### Task to carry out
All of the records should be restated word for word.

[Dataset items]
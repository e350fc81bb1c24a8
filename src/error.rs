//! Error types for tokenizing and parsing templates

use ariadne::{Color, Label, Report, ReportKind, Source};
use thiserror::Error;

/// Byte range in source text
pub type Span = std::ops::Range<usize>;

/// Error raised by user code: component hooks and slot closures
pub type BoxError = Box<dyn std::error::Error + Send + Sync + 'static>;

#[derive(Error, Debug, Clone, PartialEq)]
pub enum ParseError {
    #[error("syntax error at {span:?}: {message}")]
    Syntax {
        span: Span,
        message: String,
        expected: Vec<String>,
    },
}

impl ParseError {
    /// Create a syntax error without expectations
    pub fn syntax(span: Span, message: impl Into<String>) -> Self {
        ParseError::Syntax {
            span,
            message: message.into(),
            expected: Vec::new(),
        }
    }

    /// Source span of the offending construct
    pub fn span(&self) -> &Span {
        match self {
            ParseError::Syntax { span, .. } => span,
        }
    }

    /// Human readable message without the span prefix
    pub fn message(&self) -> &str {
        match self {
            ParseError::Syntax { message, .. } => message,
        }
    }

    /// Format the error with source context using ariadne
    pub fn format(&self, source: &str, filename: &str) -> String {
        let mut buf = Vec::new();
        match self {
            ParseError::Syntax {
                span,
                message,
                expected,
            } => {
                let expected_str = if expected.is_empty() {
                    String::new()
                } else {
                    format!("\nExpected: {}", expected.join(", "))
                };

                // Clamp so ariadne never indexes past the end of the source
                let end = span.end.min(source.len());
                let start = span.start.min(end);

                let written = Report::build(ReportKind::Error, filename, start)
                    .with_message(message)
                    .with_label(
                        Label::new((filename, start..end))
                            .with_message(format!("{}{}", message, expected_str))
                            .with_color(Color::Red),
                    )
                    .finish()
                    .write((filename, Source::from(source)), &mut buf);
                if written.is_err() {
                    return self.to_string();
                }
            }
        }
        String::from_utf8_lossy(&buf).into_owned()
    }
}

impl<'a> From<chumsky::error::Rich<'a, crate::parser::args::Token>> for ParseError {
    fn from(err: chumsky::error::Rich<'a, crate::parser::args::Token>) -> Self {
        use chumsky::error::RichReason;

        let message = match err.reason() {
            RichReason::ExpectedFound { found, .. } => {
                let found_str = match found {
                    Some(tok) => format_token(tok),
                    None => "end of tag".to_string(),
                };
                format!("unexpected {}", found_str)
            }
            RichReason::Custom(msg) => msg.to_string(),
        };

        let expected: Vec<String> = err
            .expected()
            .filter_map(|e| match e {
                chumsky::error::RichPattern::Token(tok) => Some(format_token(tok)),
                chumsky::error::RichPattern::Label(label) => Some(label.to_string()),
                chumsky::error::RichPattern::EndOfInput => Some("end of tag".to_string()),
                _ => None,
            })
            .collect();

        ParseError::Syntax {
            span: err.span().into_range(),
            message,
            expected,
        }
    }
}

/// Format a tag-argument token for human-readable error messages
fn format_token(tok: &crate::parser::args::Token) -> String {
    use crate::parser::args::Token;
    match tok {
        Token::Ident(s) => format!("identifier '{}'", s),
        Token::Str(s) => format!("string \"{}\"", s),
        Token::Int(n) => format!("number {}", n),
        Token::Float(n) => format!("number {}", n),
        Token::Assign => "'='".to_string(),
        Token::Pipe => "'|'".to_string(),
        Token::Colon => "':'".to_string(),
        Token::Dot => "'.'".to_string(),
        Token::Comma => "','".to_string(),
        Token::ParenOpen => "'('".to_string(),
        Token::ParenClose => "')'".to_string(),
        Token::Slash => "'/'".to_string(),
        Token::And => "keyword 'and'".to_string(),
        Token::Or => "keyword 'or'".to_string(),
        Token::Not => "keyword 'not'".to_string(),
        Token::In => "keyword 'in'".to_string(),
        _ => format!("{:?}", tok),
    }
}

### Expected answer
repository e350fc81bb1c24a8
filename src/error.rs
//! Error types for tokenizing and parsing templates

use ariadne::{Color, Label, Report, ReportKind, Source};
use thiserror::Error;

/// Byte range in source text
pub type Span = std::ops::Range<usize>;

/// Error raised by user code: component hooks and slot closures
pub type BoxError = Box<dyn std::error::Error + Send + Sync + 'static>;

#[derive(Error, Debug, Clone, PartialEq)]
pub enum ParseError {
    #[error("syntax error at {span:?}: {message}")]
    Syntax {
        span: Span,
        message: String,
        expected: Vec<String>,
    },
}

impl ParseError {
    /// Create a syntax error without expectations
    pub fn syntax(span: Span, message: impl Into<String>) -> Self {
        ParseError::Syntax {
            span,
            message: message.into(),
            expected: Vec::new(),
        }
    }

    /// Source span of the offending construct
    pub fn span(&self) -> &Span {
        match self {
            ParseError::Syntax { span, .. } => span,
        }
    }

    /// Human readable message without the span prefix
    pub fn message(&self) -> &str {
        match self {
            ParseError::Syntax { message, .. } => message,
        }
    }

    /// Format the error with source context using ariadne
    pub fn format(&self, source: &str, filename: &str) -> String {
        let mut buf = Vec::new();
        match self {
            ParseError::Syntax {
                span,
                message,
                expected,
            } => {
                let expected_str = if expected.is_empty() {
                    String::new()
                } else {
                    format!("\nExpected: {}", expected.join(", "))
                };

                // Clamp so ariadne never indexes past the end of the source
                let end = span.end.min(source.len());
                let start = span.start.min(end);

                let written = Report::build(ReportKind::Error, filename, start)
                    .with_message(message)
                    .with_label(
                        Label::new((filename, start..end))
                            .with_message(format!("{}{}", message, expected_str))
                            .with_color(Color::Red),
                    )
                    .finish()
                    .write((filename, Source::from(source)), &mut buf);
                if written.is_err() {
                    return self.to_string();
                }
            }
        }
        String::from_utf8_lossy(&buf).into_owned()
    }
}

impl<'a> From<chumsky::error::Rich<'a, crate::parser::args::Token>> for ParseError {
    fn from(err: chumsky::error::Rich<'a, crate::parser::args::Token>) -> Self {
        use chumsky::error::RichReason;

        let message = match err.reason() {
            RichReason::ExpectedFound { found, .. } => {
                let found_str = match found {
                    Some(tok) => format_token(tok),
                    None => "end of tag".to_string(),
                };
                format!("unexpected {}", found_str)
            }
            RichReason::Custom(msg) => msg.to_string(),
        };

        let expected: Vec<String> = err
            .expected()
            .filter_map(|e| match e {
                chumsky::error::RichPattern::Token(tok) => Some(format_token(tok)),
                chumsky::error::RichPattern::Label(label) => Some(label.to_string()),
                chumsky::error::RichPattern::EndOfInput => Some("end of tag".to_string()),
                _ => None,
            })
            .collect();

        ParseError::Syntax {
            span: err.span().into_range(),
            message,
            expected,
        }
    }
}

/// Format a tag-argument token for human-readable error messages
fn format_token(tok: &crate::parser::args::Token) -> String {
    use crate::parser::args::Token;
    match tok {
        Token::Ident(s) => format!("identifier '{}'", s),
        Token::Str(s) => format!("string \"{}\"", s),
        Token::Int(n) => format!("number {}", n),
        Token::Float(n) => format!("number {}", n),
        Token::Assign => "'='".to_string(),
        Token::Pipe => "'|'".to_string(),
        Token::Colon => "':'".to_string(),
        Token::Dot => "'.'".to_string(),
        Token::Comma => "','".to_string(),
        Token::ParenOpen => "'('".to_string(),
        Token::ParenClose => "')'".to_string(),
        Token::Slash => "'/'".to_string(),
        Token::And => "keyword 'and'".to_string(),
        Token::Or => "keyword 'or'".to_string(),
        Token::Not => "keyword 'not'".to_string(),
        Token::In => "keyword 'in'".to_string(),
        _ => format!("{:?}", tok),
    }
}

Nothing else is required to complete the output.